---------- PROVIDED DATA
// ── Entity identifiers ──
//
// Services hand out either numeric or string ids. The wire form keeps the
// JSON type (number vs string); URLs quote string ids OData-style.

use serde::{Deserialize, Serialize};
use std::fmt;
use std::str::FromStr;

/// Identifier of a single entity, serialized under `@iot.id`.
#[derive(Debug, Clone, PartialEq, Eq, Hash, Serialize, Deserialize)]
#[serde(untagged)]
pub enum Id {
    Long(i64),
    String(String),
}

impl Id {
    /// Parse display text. Anything that fits an `i64` becomes [`Id::Long`],
    /// everything else [`Id::String`]. Never fails.
    pub fn parse(text: &str) -> Self {
        text.parse::<i64>()
            .map_or_else(|_| Self::String(text.to_owned()), Self::Long)
    }

    /// Plain text form, as it appears in logs and CLI output.
    pub fn format(&self) -> String {
        self.to_string()
    }

    /// Form used inside `Entities(<id>)` path segments.
    pub fn url_form(&self) -> String {
        match self {
            Self::Long(value) => value.to_string(),
            Self::String(value) => format!("'{}'", value.replace('\'', "''")),
        }
    }

    /// Inverse of [`url_form`](Self::url_form): quoted text becomes a string
    /// id with doubled quotes collapsed, anything else goes through
    /// [`parse`](Self::parse).
    pub fn from_url_form(text: &str) -> Self {
        match text
            .strip_prefix('\'')
            .and_then(|rest| rest.strip_suffix('\''))
        {
            Some(inner) => Self::String(inner.replace("''", "'")),
            None => Self::parse(text),
        }
    }

    pub fn as_long(&self) -> Option<i64> {
        match self {
            Self::Long(value) => Some(*value),
            Self::String(_) => None,
        }
    }

    pub fn as_str(&self) -> Option<&str> {
        match self {
            Self::String(value) => Some(value),
            Self::Long(_) => None,
        }
    }
}

impl fmt::Display for Id {
    fn fmt(&self, f: &mut fmt::Formatter<'_>) -> fmt::Result {
        match self {
            Self::Long(value) => write!(f, "{value}"),
            Self::String(value) => write!(f, "{value}"),
        }
    }
}

impl FromStr for Id {
    type Err = std::convert::Infallible;

    fn from_str(s: &str) -> Result<Self, Self::Err> {
        Ok(Self::parse(s))
    }
}

impl From<i64> for Id {
    fn from(value: i64) -> Self {
        Self::Long(value)
    }
}

impl From<String> for Id {
    fn from(value: String) -> Self {
        Self::String(value)
    }
}

impl From<&str> for Id {
    fn from(value: &str) -> Self {
        Self::String(value.to_owned())
    }
}

#[cfg(test)]
#[allow(clippy::unwrap_used)]
mod tests {
    use super::*;

    #[test]
    fn parse_prefers_long() {
        assert_eq!(Id::parse("1"), Id::Long(1));
        assert_eq!(Id::parse("-17"), Id::Long(-17));
        assert_eq!(Id::parse("abc"), Id::String("abc".into()));
        assert_eq!(Id::parse("99999999999999999999"), Id::String("99999999999999999999".into()));
    }

    #[test]
    fn format_then_parse_collapses_numeric_strings() {
        let original = Id::String("1".into());
        assert_eq!(Id::parse(&original.format()), Id::Long(1));

        let original = Id::String("sensor-a".into());
        assert_eq!(Id::parse(&original.format()), original);

        let original = Id::Long(42);
        assert_eq!(Id::parse(&original.format()), original);
    }

    #[test]
    fn from_constructs_without_parsing() {
        assert_eq!(Id::from("7"), Id::String("7".into()));
        assert_eq!(Id::from(7), Id::Long(7));
    }

    #[test]
    fn url_form_quotes_strings() {
        assert_eq!(Id::Long(42).url_form(), "42");
        assert_eq!(Id::from("abc").url_form(), "'abc'");
        assert_eq!(Id::from("o'neil").url_form(), "'o''neil'");
        assert_eq!(Id::from_url_form("'o''neil'"), Id::from("o'neil"));
        assert_eq!(Id::from_url_form("42"), Id::Long(42));
    }

    #[test]
    fn wire_form_keeps_json_type() {
        assert_eq!(serde_json::to_string(&Id::Long(5)).unwrap(), "5");
        assert_eq!(serde_json::to_string(&Id::from("5")).unwrap(), "\"5\"");
        assert_eq!(serde_json::from_str::<Id>("5").unwrap(), Id::Long(5));
        assert_eq!(serde_json::from_str::<Id>("\"5\"").unwrap(), Id::from("5"));
    }
}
--------------------
EXERCISE OBJECTIVE >> A single figure is required: how many lines above contain the word "value".

ANSWER TO THE PROBLEM >> 12